Start of Dataset excerpts

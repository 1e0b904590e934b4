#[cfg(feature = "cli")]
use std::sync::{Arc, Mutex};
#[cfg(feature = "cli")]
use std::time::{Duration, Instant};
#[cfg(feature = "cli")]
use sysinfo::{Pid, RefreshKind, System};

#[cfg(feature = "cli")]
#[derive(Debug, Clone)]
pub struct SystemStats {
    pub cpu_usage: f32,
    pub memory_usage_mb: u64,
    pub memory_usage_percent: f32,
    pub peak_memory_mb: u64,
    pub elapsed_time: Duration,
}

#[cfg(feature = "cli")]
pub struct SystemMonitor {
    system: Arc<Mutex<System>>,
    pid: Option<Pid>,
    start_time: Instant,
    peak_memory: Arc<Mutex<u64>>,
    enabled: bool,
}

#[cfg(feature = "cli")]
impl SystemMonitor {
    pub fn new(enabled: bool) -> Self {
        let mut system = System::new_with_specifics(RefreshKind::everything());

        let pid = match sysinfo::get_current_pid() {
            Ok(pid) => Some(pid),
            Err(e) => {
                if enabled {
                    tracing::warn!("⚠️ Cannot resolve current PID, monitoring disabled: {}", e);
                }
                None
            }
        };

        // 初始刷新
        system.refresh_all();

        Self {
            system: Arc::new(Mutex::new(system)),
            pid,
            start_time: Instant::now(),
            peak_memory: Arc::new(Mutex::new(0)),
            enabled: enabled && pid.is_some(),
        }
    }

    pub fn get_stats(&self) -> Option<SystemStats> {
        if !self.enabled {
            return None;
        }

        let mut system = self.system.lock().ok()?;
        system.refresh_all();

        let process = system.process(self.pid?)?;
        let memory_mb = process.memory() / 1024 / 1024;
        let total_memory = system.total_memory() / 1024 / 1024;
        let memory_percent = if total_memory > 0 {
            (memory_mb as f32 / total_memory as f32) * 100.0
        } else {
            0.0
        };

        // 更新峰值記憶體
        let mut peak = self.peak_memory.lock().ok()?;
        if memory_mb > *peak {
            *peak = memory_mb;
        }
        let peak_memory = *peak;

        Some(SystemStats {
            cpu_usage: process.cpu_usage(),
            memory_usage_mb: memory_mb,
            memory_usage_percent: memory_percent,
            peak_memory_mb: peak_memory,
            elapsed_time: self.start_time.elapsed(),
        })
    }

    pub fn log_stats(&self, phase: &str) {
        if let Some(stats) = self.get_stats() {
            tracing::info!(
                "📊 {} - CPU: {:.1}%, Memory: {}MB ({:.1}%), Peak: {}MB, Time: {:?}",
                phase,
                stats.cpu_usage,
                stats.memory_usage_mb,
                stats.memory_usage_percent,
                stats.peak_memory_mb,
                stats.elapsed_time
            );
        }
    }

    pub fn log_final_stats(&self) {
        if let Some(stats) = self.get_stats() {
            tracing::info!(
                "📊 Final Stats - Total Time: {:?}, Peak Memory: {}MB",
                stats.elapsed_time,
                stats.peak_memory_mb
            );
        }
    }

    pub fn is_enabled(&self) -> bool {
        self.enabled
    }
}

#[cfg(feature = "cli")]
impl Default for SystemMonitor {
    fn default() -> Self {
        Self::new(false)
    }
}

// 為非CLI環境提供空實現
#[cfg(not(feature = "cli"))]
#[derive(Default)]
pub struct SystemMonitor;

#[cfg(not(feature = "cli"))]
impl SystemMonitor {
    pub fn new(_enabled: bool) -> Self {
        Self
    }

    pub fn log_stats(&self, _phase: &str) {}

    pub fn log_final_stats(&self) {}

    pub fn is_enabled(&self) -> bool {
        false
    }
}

End of Dataset excerpts
Start of Dataset excerpts

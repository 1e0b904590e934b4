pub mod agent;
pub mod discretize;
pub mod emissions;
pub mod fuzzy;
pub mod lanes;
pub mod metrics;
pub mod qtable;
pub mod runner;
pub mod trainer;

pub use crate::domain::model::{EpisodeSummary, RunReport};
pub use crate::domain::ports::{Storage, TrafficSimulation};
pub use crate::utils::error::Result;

End of Dataset excerpts

From the records above, copy out the line with "pub mod metrics;", the line with "pub use crate::utils::error::Result;", and every line between them, word for word.

pub mod metrics;
pub mod qtable;
pub mod runner;
pub mod trainer;

pub use crate::domain::model::{EpisodeSummary, RunReport};
pub use crate::domain::ports::{Storage, TrafficSimulation};
pub use crate::utils::error::Result;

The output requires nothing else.